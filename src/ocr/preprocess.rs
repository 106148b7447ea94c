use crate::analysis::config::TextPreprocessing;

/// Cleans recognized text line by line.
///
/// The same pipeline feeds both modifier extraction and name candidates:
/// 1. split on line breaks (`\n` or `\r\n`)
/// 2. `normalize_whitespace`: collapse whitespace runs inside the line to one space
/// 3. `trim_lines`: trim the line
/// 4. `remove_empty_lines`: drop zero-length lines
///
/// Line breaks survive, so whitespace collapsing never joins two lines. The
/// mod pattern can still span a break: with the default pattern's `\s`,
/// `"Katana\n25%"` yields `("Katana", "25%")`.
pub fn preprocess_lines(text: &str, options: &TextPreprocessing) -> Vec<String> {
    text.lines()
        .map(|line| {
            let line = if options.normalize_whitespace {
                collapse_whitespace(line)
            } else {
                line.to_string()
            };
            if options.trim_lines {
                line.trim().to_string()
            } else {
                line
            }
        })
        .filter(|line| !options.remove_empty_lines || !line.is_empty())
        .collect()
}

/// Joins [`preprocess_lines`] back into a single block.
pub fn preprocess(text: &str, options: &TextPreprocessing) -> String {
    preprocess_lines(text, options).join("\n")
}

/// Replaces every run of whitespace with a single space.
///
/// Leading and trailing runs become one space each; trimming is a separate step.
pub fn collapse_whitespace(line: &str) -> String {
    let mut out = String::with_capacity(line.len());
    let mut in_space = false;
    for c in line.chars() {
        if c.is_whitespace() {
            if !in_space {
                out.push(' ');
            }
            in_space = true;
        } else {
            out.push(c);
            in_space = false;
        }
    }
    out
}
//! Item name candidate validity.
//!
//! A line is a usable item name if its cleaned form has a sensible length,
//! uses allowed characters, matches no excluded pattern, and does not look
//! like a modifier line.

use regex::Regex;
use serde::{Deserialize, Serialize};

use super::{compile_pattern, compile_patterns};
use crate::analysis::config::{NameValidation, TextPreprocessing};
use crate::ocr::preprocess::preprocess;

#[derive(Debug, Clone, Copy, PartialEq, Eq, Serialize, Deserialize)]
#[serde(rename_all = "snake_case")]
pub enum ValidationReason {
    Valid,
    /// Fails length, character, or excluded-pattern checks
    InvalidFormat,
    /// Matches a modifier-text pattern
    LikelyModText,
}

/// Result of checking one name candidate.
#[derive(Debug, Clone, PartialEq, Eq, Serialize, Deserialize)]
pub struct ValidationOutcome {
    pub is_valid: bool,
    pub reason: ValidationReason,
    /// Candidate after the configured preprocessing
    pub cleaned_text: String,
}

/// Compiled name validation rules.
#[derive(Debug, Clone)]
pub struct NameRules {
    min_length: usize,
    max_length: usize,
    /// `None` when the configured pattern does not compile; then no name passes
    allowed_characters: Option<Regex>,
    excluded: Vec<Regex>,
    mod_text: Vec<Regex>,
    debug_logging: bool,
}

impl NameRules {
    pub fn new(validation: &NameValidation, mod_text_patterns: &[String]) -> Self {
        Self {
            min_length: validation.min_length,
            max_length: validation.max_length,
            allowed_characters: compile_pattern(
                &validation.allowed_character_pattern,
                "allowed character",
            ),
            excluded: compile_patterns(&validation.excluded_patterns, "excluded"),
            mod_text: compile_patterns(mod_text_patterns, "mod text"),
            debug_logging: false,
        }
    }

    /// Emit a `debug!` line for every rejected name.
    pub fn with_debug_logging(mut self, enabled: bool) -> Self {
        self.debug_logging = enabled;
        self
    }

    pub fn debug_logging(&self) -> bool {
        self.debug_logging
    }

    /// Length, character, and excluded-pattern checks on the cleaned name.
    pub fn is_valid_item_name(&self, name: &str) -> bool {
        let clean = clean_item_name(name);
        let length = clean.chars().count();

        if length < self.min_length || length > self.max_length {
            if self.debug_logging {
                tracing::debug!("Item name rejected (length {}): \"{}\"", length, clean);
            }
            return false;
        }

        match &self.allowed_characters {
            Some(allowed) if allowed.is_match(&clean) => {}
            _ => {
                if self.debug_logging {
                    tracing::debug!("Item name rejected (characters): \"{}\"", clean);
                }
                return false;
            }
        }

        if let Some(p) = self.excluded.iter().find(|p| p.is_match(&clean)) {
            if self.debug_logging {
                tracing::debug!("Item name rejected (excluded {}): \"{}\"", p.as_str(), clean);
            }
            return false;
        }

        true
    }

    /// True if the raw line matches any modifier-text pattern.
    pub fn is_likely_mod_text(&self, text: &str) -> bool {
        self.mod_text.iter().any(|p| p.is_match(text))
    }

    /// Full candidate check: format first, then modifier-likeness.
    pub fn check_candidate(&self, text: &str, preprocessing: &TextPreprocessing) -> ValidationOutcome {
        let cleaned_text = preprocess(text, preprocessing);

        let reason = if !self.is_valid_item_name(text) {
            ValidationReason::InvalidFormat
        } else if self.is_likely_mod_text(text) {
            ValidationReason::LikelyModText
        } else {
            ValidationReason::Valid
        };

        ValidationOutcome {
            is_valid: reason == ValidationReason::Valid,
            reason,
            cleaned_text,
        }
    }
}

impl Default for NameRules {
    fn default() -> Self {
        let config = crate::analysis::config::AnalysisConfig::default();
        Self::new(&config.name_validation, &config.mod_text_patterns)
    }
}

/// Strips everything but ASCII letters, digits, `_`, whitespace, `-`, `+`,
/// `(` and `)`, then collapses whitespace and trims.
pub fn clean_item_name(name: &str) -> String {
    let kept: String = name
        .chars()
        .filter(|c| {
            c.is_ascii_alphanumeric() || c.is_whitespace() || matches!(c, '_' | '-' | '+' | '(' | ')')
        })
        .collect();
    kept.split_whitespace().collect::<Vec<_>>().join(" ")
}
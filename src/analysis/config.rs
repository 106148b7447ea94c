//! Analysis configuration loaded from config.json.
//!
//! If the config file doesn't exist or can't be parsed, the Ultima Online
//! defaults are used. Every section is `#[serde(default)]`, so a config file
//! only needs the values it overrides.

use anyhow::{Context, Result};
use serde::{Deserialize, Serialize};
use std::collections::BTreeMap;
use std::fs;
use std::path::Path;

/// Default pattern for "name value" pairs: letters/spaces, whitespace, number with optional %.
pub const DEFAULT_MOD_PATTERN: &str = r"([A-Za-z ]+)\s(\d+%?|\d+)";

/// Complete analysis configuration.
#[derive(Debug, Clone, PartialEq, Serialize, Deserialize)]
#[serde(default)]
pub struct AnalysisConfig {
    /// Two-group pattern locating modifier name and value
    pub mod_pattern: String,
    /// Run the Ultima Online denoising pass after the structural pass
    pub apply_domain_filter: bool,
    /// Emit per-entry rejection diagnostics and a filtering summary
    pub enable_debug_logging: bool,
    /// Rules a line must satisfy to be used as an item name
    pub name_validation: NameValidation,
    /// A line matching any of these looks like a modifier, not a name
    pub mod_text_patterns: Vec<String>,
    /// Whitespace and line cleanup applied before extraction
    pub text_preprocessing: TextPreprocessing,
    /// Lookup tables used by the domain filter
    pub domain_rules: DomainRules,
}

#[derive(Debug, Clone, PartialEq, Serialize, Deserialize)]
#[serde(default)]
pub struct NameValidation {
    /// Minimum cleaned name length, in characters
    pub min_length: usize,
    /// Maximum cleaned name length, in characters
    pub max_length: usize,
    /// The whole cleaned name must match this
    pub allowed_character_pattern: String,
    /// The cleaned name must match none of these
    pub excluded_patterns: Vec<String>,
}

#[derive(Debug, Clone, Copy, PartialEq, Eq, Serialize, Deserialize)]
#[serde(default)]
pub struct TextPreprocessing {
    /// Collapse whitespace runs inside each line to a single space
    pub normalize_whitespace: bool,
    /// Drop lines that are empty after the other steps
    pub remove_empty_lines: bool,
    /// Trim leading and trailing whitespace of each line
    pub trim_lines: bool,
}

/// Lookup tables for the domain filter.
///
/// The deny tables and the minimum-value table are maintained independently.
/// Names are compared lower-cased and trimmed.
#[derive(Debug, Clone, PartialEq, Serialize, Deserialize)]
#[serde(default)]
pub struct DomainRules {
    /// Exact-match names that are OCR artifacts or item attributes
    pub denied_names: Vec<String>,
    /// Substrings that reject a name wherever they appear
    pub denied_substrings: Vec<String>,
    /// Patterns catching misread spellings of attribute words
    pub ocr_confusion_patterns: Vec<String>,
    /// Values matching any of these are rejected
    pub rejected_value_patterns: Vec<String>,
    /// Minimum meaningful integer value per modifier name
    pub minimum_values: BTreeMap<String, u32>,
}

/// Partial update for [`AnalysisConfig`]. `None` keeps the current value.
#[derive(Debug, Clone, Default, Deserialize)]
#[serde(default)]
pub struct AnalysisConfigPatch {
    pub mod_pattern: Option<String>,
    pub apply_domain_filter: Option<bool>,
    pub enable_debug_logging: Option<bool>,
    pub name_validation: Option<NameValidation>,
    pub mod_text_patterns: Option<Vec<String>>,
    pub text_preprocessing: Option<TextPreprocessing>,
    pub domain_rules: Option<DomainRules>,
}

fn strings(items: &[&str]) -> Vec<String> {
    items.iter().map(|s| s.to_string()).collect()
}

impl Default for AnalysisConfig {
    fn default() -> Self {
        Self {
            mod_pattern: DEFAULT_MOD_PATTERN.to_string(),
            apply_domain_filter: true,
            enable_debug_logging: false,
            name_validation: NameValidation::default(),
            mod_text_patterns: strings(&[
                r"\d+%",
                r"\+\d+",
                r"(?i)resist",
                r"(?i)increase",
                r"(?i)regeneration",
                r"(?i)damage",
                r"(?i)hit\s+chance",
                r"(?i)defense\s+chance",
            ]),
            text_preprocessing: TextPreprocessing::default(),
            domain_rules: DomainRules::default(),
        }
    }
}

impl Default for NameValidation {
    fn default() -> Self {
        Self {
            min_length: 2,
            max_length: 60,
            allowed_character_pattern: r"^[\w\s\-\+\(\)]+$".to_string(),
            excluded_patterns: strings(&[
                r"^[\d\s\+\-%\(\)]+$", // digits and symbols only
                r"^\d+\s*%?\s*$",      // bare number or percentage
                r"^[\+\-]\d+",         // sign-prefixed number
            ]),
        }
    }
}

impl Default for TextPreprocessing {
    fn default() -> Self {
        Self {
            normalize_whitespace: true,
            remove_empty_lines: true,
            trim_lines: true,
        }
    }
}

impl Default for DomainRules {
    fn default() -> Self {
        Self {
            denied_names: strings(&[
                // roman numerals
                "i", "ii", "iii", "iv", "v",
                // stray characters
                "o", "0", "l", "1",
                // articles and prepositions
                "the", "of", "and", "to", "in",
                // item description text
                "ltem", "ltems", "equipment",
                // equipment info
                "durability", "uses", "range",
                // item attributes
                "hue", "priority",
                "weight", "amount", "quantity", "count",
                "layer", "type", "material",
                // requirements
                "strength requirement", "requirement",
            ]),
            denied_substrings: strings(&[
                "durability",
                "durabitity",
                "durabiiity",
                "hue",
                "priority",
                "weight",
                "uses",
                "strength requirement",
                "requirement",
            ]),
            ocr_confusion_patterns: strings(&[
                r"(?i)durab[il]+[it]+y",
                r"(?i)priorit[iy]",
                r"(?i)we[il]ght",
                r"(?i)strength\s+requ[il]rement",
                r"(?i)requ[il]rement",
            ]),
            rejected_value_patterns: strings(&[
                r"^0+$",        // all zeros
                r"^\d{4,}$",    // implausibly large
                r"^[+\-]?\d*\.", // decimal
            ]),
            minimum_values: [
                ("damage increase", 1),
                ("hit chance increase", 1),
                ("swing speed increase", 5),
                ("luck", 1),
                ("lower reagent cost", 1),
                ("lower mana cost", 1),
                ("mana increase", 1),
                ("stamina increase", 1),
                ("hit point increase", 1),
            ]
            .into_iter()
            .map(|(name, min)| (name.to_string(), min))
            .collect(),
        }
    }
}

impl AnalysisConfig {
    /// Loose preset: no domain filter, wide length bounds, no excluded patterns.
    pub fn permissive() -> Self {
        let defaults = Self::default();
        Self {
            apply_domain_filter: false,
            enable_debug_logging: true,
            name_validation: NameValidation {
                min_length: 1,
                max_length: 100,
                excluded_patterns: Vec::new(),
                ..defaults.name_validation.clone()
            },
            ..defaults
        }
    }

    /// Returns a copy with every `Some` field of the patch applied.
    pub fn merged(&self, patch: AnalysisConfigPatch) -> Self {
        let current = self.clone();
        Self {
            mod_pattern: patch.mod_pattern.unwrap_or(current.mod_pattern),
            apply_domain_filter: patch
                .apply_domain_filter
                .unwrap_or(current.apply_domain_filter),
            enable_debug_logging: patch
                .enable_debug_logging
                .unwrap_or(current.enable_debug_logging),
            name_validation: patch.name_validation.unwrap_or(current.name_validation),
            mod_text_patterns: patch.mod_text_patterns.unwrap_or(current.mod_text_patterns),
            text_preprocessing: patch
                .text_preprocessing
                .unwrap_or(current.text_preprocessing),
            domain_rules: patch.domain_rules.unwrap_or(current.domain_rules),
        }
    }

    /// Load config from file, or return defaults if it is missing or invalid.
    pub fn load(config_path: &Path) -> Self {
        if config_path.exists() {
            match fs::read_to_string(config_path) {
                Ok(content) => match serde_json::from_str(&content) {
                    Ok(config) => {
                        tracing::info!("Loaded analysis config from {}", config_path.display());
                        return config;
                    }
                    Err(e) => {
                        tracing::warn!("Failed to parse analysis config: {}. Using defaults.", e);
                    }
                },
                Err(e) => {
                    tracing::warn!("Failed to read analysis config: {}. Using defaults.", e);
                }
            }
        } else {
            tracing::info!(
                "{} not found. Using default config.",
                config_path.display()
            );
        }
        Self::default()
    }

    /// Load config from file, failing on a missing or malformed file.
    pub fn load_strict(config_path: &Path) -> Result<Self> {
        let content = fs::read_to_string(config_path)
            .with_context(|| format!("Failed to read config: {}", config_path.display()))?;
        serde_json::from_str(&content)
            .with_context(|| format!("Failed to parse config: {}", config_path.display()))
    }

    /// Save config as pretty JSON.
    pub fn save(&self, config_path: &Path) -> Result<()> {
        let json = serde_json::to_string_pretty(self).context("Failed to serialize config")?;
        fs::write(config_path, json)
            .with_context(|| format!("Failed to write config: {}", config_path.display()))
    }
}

> EXERCISE INSTRUCTIONS: Please retype the listing word for word, from its first line through the line containing "mod pattern can", and add nothing else.

> RESPONSE TO THE EXERCISE:
filename src/ocr/preprocess.rs
repository 106148b7447ea94c
use crate::analysis::config::TextPreprocessing;

/// Cleans recognized text line by line.
///
/// The same pipeline feeds both modifier extraction and name candidates:
/// 1. split on line breaks (`\n` or `\r\n`)
/// 2. `normalize_whitespace`: collapse whitespace runs inside the line to one space
/// 3. `trim_lines`: trim the line
/// 4. `remove_empty_lines`: drop zero-length lines
///
/// Line breaks survive, so whitespace collapsing never joins two lines. The
/// mod pattern can still span a break: with the default pattern's `\s`,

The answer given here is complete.